:: Study material
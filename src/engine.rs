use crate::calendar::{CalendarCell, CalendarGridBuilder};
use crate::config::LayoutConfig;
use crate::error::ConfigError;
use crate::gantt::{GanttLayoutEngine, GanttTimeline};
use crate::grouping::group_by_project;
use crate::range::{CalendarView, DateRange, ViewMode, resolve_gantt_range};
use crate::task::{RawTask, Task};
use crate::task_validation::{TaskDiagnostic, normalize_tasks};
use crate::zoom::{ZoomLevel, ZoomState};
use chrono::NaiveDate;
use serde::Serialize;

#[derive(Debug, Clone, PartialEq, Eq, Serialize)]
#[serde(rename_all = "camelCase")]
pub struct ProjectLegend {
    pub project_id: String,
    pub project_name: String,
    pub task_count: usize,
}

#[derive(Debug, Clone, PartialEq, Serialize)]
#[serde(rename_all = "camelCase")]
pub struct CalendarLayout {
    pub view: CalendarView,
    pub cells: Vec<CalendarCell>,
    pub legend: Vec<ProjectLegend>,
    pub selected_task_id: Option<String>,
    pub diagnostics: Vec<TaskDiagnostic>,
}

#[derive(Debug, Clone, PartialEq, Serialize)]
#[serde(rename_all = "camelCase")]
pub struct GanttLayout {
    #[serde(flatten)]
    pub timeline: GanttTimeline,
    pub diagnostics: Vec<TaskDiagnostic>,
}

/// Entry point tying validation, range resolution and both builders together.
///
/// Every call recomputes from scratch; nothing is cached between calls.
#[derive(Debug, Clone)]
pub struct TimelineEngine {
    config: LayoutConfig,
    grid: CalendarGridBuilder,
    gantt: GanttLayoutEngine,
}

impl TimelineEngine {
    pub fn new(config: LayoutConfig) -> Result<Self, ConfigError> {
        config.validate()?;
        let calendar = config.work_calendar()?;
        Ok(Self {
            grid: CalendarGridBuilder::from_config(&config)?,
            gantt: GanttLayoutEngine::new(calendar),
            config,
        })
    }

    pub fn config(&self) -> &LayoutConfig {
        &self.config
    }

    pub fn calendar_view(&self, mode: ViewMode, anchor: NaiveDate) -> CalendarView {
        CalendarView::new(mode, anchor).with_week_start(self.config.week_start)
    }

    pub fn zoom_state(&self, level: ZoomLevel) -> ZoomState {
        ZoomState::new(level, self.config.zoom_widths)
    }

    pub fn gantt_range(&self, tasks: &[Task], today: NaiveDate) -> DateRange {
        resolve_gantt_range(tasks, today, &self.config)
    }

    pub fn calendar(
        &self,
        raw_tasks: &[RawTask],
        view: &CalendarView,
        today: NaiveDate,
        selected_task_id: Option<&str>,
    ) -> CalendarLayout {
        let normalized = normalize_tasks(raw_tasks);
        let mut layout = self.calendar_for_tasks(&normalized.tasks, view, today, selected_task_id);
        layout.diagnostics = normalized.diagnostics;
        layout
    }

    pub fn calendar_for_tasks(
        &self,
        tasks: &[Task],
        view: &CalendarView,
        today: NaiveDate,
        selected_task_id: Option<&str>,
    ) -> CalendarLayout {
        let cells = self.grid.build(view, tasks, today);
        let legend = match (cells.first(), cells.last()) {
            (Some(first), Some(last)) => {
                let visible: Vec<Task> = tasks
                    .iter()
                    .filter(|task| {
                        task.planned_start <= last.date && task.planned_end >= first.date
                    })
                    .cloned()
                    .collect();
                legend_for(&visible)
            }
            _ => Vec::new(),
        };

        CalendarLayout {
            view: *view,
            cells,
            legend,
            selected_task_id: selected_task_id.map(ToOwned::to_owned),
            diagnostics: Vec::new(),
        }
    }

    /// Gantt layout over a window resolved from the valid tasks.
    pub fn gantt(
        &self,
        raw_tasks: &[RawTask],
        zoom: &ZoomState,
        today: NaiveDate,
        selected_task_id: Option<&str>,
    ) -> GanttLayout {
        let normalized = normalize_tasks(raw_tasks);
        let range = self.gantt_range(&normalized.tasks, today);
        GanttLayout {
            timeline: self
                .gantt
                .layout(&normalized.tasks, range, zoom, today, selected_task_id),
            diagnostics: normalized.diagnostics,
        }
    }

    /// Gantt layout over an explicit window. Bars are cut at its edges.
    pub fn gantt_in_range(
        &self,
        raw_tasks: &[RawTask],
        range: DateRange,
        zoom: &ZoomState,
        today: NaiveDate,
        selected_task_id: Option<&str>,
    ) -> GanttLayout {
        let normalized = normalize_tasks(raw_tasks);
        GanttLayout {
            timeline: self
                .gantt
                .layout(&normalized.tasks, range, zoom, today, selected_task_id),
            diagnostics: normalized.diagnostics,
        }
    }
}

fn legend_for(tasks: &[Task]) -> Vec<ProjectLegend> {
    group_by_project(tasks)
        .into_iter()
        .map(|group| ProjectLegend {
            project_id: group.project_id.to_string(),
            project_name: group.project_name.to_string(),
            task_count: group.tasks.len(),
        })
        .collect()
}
::::
:: Study material
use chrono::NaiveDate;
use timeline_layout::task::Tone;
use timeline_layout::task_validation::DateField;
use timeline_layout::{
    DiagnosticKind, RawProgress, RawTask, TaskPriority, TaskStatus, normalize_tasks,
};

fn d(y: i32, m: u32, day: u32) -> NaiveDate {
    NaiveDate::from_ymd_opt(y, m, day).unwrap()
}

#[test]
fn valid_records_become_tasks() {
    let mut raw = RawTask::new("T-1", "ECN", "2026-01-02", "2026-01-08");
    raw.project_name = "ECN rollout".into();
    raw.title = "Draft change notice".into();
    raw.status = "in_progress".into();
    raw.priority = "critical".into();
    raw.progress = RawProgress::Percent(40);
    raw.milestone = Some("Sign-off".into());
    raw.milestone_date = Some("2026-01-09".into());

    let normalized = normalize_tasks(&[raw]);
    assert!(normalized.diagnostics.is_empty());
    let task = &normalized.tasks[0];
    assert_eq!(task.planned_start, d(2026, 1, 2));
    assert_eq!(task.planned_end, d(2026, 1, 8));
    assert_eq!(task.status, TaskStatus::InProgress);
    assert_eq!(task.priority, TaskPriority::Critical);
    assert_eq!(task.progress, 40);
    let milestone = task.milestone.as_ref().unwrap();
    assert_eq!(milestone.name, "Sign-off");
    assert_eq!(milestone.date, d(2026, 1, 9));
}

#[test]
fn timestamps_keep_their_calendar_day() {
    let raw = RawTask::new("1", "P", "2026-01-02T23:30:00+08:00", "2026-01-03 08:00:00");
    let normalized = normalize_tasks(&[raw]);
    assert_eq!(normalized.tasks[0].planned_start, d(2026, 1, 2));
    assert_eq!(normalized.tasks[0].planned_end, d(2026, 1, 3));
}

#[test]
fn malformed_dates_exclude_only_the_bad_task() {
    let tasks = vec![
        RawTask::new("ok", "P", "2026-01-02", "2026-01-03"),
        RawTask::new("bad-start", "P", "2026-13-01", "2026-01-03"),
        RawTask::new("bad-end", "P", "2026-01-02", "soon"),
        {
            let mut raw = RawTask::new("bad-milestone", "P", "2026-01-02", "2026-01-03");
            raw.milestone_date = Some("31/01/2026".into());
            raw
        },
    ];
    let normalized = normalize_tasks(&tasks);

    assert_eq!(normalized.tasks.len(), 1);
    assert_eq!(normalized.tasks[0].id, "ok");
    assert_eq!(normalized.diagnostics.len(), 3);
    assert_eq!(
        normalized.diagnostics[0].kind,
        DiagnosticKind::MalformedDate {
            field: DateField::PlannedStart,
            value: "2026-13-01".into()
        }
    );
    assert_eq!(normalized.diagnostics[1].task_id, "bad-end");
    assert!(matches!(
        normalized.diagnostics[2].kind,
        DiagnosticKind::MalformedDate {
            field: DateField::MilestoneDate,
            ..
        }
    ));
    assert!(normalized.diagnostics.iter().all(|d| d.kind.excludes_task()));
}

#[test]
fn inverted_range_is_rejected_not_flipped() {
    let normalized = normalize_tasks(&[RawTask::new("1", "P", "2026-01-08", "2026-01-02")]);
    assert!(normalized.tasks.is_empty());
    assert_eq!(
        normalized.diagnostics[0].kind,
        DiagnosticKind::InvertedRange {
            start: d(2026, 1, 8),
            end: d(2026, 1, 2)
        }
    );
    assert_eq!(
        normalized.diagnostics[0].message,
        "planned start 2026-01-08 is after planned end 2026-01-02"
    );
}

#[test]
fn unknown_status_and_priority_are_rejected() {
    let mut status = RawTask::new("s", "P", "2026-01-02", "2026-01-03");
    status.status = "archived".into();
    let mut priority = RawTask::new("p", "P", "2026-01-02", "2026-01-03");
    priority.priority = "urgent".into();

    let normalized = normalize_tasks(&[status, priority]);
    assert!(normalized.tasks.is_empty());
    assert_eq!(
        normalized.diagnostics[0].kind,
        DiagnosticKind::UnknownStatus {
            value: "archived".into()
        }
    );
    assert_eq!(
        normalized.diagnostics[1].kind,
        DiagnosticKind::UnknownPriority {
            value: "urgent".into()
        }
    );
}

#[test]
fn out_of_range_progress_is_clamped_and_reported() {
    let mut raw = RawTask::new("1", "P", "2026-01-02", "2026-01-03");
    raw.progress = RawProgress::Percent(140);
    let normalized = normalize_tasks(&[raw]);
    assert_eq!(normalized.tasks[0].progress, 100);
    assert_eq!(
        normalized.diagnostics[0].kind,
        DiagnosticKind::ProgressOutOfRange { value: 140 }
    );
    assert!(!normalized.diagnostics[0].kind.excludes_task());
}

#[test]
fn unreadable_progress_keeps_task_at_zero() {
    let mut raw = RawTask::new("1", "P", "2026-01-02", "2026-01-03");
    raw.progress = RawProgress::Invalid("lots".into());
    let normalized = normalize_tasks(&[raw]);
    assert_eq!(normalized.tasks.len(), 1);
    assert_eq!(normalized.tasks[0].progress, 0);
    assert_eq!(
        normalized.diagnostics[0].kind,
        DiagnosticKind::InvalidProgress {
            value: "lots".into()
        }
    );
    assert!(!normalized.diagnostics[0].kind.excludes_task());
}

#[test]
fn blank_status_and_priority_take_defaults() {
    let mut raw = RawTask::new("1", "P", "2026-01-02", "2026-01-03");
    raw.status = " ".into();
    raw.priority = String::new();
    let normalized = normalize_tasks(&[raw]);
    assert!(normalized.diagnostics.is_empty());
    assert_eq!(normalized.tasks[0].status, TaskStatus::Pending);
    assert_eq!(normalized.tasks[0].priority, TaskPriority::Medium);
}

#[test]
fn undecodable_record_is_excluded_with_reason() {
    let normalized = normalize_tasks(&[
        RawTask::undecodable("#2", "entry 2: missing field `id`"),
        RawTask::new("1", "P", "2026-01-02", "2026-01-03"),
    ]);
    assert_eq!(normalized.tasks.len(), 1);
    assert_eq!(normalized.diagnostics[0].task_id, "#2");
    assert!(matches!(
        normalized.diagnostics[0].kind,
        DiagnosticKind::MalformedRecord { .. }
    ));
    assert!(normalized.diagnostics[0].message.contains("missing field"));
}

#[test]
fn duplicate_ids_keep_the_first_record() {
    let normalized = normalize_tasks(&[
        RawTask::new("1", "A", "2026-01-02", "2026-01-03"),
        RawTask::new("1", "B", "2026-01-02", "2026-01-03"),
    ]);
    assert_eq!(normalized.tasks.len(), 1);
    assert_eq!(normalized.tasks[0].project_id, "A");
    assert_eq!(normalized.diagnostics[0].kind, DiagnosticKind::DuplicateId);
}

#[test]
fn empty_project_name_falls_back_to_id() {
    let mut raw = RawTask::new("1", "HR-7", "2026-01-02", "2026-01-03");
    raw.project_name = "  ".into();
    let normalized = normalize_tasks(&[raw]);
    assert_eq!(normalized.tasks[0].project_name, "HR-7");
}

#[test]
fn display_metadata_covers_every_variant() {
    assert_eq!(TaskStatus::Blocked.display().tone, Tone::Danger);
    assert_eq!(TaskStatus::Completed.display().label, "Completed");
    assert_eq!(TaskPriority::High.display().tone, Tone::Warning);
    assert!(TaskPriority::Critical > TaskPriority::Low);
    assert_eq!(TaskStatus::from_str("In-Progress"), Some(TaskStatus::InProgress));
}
::::
:: Study material
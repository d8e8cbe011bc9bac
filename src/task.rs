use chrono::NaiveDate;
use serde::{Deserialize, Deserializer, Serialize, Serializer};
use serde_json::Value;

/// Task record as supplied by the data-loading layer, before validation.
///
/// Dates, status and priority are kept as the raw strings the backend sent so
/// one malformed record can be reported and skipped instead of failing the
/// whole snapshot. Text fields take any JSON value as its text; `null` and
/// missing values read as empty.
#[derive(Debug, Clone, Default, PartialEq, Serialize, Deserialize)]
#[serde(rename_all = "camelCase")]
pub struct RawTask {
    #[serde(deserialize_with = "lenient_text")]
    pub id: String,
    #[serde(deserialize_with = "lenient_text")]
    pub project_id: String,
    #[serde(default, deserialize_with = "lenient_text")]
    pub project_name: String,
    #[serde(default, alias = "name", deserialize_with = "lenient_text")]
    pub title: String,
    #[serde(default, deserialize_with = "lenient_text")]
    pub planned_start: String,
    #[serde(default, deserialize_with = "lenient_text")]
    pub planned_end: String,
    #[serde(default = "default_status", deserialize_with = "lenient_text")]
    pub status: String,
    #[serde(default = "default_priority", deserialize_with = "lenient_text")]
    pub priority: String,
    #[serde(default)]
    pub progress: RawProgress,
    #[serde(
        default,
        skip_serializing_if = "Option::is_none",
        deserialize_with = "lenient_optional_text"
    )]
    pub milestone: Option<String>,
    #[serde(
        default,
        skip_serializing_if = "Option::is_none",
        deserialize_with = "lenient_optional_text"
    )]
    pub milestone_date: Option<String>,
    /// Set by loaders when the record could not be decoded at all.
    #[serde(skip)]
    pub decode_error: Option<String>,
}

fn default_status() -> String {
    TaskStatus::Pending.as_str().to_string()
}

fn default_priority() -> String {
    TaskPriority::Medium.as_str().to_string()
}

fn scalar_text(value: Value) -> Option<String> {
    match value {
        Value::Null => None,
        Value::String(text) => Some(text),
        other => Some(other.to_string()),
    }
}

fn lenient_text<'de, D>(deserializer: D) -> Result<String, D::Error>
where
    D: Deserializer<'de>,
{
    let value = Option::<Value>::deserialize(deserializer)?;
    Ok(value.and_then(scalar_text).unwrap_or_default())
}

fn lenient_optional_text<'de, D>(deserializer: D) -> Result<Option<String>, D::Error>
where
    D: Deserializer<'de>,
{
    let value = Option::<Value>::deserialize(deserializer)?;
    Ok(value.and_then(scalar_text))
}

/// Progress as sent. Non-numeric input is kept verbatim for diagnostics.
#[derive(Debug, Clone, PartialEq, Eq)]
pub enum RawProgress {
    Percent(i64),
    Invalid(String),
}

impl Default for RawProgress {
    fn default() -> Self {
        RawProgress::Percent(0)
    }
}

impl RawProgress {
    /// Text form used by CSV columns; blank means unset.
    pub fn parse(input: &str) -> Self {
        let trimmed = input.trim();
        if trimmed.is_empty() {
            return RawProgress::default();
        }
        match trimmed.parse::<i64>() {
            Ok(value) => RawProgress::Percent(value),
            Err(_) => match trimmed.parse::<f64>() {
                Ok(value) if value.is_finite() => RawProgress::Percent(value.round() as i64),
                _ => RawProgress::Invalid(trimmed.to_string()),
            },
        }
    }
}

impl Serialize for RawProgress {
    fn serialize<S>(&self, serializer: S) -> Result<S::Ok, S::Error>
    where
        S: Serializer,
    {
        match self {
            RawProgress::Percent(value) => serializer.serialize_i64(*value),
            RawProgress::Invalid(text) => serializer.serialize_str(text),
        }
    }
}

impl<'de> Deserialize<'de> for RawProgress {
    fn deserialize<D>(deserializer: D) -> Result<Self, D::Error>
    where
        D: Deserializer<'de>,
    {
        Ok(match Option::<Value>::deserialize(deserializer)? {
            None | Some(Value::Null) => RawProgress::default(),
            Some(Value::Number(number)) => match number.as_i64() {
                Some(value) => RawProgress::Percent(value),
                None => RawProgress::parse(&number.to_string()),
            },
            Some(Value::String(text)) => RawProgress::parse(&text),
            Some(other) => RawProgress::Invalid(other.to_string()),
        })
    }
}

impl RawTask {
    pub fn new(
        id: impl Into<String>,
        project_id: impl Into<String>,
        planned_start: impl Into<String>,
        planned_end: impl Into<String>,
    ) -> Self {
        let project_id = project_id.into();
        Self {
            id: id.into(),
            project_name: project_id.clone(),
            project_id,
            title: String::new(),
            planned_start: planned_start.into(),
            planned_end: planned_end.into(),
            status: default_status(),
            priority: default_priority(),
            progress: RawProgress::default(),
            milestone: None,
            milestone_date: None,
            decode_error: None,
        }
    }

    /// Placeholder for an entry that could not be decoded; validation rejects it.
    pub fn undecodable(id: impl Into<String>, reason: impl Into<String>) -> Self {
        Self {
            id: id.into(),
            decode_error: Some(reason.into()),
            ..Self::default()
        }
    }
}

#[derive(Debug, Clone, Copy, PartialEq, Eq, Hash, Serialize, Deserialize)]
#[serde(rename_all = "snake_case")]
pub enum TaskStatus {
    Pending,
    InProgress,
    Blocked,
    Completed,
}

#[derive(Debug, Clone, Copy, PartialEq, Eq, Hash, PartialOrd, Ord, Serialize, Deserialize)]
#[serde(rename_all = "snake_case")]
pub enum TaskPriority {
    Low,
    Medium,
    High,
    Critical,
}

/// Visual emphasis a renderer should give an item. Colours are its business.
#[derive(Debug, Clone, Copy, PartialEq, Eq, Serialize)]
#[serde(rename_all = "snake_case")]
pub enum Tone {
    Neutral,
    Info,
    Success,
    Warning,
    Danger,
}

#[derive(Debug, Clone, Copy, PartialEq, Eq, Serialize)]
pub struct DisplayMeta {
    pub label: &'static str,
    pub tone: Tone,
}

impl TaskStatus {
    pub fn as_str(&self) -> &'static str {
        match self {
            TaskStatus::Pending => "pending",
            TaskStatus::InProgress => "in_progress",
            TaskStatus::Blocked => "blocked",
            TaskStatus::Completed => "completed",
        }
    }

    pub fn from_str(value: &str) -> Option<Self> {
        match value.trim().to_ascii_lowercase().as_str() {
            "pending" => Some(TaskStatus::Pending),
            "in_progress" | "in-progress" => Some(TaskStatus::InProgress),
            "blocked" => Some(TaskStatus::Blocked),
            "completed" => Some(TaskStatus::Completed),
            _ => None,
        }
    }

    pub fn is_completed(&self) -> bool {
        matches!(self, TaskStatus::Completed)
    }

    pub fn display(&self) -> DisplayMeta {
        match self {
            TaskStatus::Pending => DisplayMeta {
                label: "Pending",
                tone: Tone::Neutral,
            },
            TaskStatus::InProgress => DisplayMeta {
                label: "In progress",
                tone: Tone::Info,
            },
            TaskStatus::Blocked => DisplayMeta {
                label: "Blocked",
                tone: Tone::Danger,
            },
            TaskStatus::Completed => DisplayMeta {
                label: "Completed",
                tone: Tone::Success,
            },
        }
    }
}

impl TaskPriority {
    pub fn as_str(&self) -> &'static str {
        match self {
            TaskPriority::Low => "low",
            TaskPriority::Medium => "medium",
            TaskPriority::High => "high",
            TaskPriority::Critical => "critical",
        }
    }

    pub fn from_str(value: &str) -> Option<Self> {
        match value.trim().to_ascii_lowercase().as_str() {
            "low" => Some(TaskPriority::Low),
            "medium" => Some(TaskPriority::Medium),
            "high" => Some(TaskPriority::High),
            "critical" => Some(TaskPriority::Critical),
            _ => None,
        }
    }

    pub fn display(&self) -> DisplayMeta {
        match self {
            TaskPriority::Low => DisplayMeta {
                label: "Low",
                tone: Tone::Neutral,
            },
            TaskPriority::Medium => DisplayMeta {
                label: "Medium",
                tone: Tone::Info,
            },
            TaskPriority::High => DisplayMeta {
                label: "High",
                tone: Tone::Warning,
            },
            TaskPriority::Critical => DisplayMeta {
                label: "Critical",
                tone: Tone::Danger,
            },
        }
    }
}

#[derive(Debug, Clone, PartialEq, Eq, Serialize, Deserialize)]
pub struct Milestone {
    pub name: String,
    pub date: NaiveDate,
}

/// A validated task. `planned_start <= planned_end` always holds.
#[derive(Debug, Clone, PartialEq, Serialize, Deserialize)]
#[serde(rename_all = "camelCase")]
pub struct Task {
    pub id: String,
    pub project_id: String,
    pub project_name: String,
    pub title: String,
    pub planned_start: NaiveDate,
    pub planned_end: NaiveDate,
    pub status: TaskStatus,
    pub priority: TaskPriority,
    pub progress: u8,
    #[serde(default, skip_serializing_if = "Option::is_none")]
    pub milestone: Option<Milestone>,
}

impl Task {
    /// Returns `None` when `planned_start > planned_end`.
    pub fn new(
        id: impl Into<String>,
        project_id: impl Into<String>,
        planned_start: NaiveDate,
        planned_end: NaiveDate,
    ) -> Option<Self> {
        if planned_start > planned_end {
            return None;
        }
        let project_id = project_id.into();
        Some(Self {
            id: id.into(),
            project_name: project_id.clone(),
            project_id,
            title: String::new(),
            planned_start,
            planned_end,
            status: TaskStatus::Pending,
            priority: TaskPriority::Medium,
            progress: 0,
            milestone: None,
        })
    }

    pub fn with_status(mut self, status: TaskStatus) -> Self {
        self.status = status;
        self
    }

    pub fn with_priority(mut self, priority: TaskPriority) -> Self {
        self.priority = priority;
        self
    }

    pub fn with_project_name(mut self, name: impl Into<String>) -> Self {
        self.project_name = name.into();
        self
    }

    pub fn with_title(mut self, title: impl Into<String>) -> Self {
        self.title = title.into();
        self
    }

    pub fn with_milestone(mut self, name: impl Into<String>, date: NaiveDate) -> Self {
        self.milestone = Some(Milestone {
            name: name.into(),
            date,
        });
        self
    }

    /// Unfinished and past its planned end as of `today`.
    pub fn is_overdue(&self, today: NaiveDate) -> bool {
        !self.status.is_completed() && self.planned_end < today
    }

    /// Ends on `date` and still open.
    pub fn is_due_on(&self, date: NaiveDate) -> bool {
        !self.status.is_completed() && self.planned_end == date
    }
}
::::
Exercise:
Working through the data above, find every line holding "cells" and copy it.

Written response:
    pub cells: Vec<CalendarCell>,
        let cells = self.grid.build(view, tasks, today);
        let legend = match (cells.first(), cells.last()) {
            cells,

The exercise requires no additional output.